Exercise prompt —
Which of the lines below include the word "deliveries"? Pull each one out.

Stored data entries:
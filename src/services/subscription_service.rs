//! Webhook subscription management service.
//!
//! Validates and persists subscription CRUD, encrypts signing secrets at
//! rest, and drives operator-triggered test deliveries.

use chrono::Utc;
use sqlx::PgPool;
use uuid::Uuid;

use crate::crypto;
use crate::error::WebhookError;
use crate::models::{
    CreateWebhookRequest, UpdateWebhookRequest, WebhookEvent, WebhookEventType, WebhookResponse,
};
use crate::retry::RetryPolicy;
use crate::services::DeliveryService;
use crate::store::{
    CreateWebhookSubscription, UpdateWebhookSubscription, WebhookDelivery, WebhookSubscription,
};
use crate::validation;

/// Service for webhook subscription CRUD and test deliveries.
#[derive(Clone)]
pub struct SubscriptionService {
    pool: PgPool,
    encryption_key: Vec<u8>,
    /// Production mode enables strict URL/SSRF validation.
    production: bool,
}

impl SubscriptionService {
    pub fn new(pool: PgPool, encryption_key: Vec<u8>, production: bool) -> Self {
        Self {
            pool,
            encryption_key,
            production,
        }
    }

    /// Create a subscription.
    ///
    /// When no secret is supplied one is generated, and the plaintext is
    /// returned in the response exactly once. Only the encrypted form is
    /// ever stored.
    pub async fn create(
        &self,
        tenant_id: Uuid,
        request: CreateWebhookRequest,
    ) -> Result<WebhookResponse, WebhookError> {
        validation::validate_webhook_url(&request.url, self.production)?;
        validation::validate_event_types(&request.events)?;

        let retry_policy = request.retry_policy.unwrap_or_default();
        retry_policy.validate()?;

        let (secret, generated) = match request.secret {
            Some(secret) if !secret.is_empty() => (secret, false),
            _ => (crypto::generate_secret(), true),
        };
        let secret_encrypted = crypto::encrypt_secret(&secret, &self.encryption_key)?;

        let subscription = WebhookSubscription::create(
            &self.pool,
            CreateWebhookSubscription {
                tenant_id,
                name: request.name,
                url: request.url,
                events: request.events,
                secret_encrypted: Some(secret_encrypted),
                retry_policy,
            },
        )
        .await?;

        tracing::info!(
            target: "webhook_registry",
            webhook_id = %subscription.id,
            tenant_id = %tenant_id,
            "Webhook created"
        );

        // Generated secrets are disclosed once, in this response only.
        let secret_out = generated.then_some(secret);
        Ok(to_response(subscription, secret_out))
    }

    pub async fn get(
        &self,
        tenant_id: Uuid,
        id: Uuid,
    ) -> Result<WebhookResponse, WebhookError> {
        let subscription = WebhookSubscription::find_by_id(&self.pool, tenant_id, id)
            .await?
            .ok_or(WebhookError::WebhookNotFound)?;
        Ok(to_response(subscription, None))
    }

    pub async fn list(&self, tenant_id: Uuid) -> Result<Vec<WebhookResponse>, WebhookError> {
        let subscriptions = WebhookSubscription::list_by_tenant(&self.pool, tenant_id).await?;
        Ok(subscriptions
            .into_iter()
            .map(|sub| to_response(sub, None))
            .collect())
    }

    /// Apply a partial update, re-validating any changed field.
    pub async fn update(
        &self,
        tenant_id: Uuid,
        id: Uuid,
        request: UpdateWebhookRequest,
    ) -> Result<WebhookResponse, WebhookError> {
        if let Some(url) = &request.url {
            validation::validate_webhook_url(url, self.production)?;
        }
        if let Some(events) = &request.events {
            validation::validate_event_types(events)?;
        }
        if let Some(policy) = &request.retry_policy {
            policy.validate()?;
        }

        let secret_encrypted = match request.secret {
            Some(secret) if !secret.is_empty() => {
                Some(crypto::encrypt_secret(&secret, &self.encryption_key)?)
            }
            _ => None,
        };

        let subscription = WebhookSubscription::update(
            &self.pool,
            tenant_id,
            id,
            UpdateWebhookSubscription {
                name: request.name,
                url: request.url,
                events: request.events,
                secret_encrypted,
                is_active: request.is_active,
                retry_policy: request.retry_policy,
            },
        )
        .await?
        .ok_or(WebhookError::WebhookNotFound)?;

        tracing::info!(
            target: "webhook_registry",
            webhook_id = %subscription.id,
            tenant_id = %tenant_id,
            "Webhook updated"
        );

        Ok(to_response(subscription, None))
    }

    /// Delete a subscription. Delivery history is retained.
    pub async fn delete(&self, tenant_id: Uuid, id: Uuid) -> Result<(), WebhookError> {
        let deleted = WebhookSubscription::delete(&self.pool, tenant_id, id).await?;
        if !deleted {
            return Err(WebhookError::WebhookNotFound);
        }

        tracing::info!(
            target: "webhook_registry",
            webhook_id = %id,
            tenant_id = %tenant_id,
            "Webhook deleted"
        );

        Ok(())
    }

    /// Send a `webhook.test` event through the full delivery path of one
    /// subscription, signature and retry semantics included. Returns the
    /// resulting delivery record.
    pub async fn send_test(
        &self,
        delivery: &DeliveryService,
        tenant_id: Uuid,
        id: Uuid,
    ) -> Result<WebhookDelivery, WebhookError> {
        let subscription = WebhookSubscription::find_by_id(&self.pool, tenant_id, id)
            .await?
            .ok_or(WebhookError::WebhookNotFound)?;

        let event = WebhookEvent::new(
            WebhookEventType::WebhookTest,
            tenant_id,
            serde_json::json!({
                "message": "This is a test webhook delivery",
                "timestamp": Utc::now(),
            }),
        )
        .with_metadata(serde_json::json!({ "test": true }));

        let delivery_id = delivery
            .deliver_to_webhook(&subscription, &event)
            .await
            .ok_or_else(|| {
                WebhookError::Internal("Failed to create test delivery".to_string())
            })?;

        WebhookDelivery::find_by_id(&self.pool, tenant_id, id, delivery_id)
            .await?
            .ok_or(WebhookError::DeliveryNotFound)
    }
}

/// Map a stored subscription to its API shape.
fn to_response(subscription: WebhookSubscription, secret: Option<String>) -> WebhookResponse {
    WebhookResponse {
        id: subscription.id,
        tenant_id: subscription.tenant_id,
        name: subscription.name,
        url: subscription.url,
        events: subscription.events,
        is_active: subscription.is_active,
        retry_policy: subscription.retry_policy.0,
        secret,
        created_at: subscription.created_at,
        updated_at: subscription.updated_at,
    }
}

Exercise solution —
//! rest, and drives operator-triggered test deliveries.
/// Service for webhook subscription CRUD and test deliveries.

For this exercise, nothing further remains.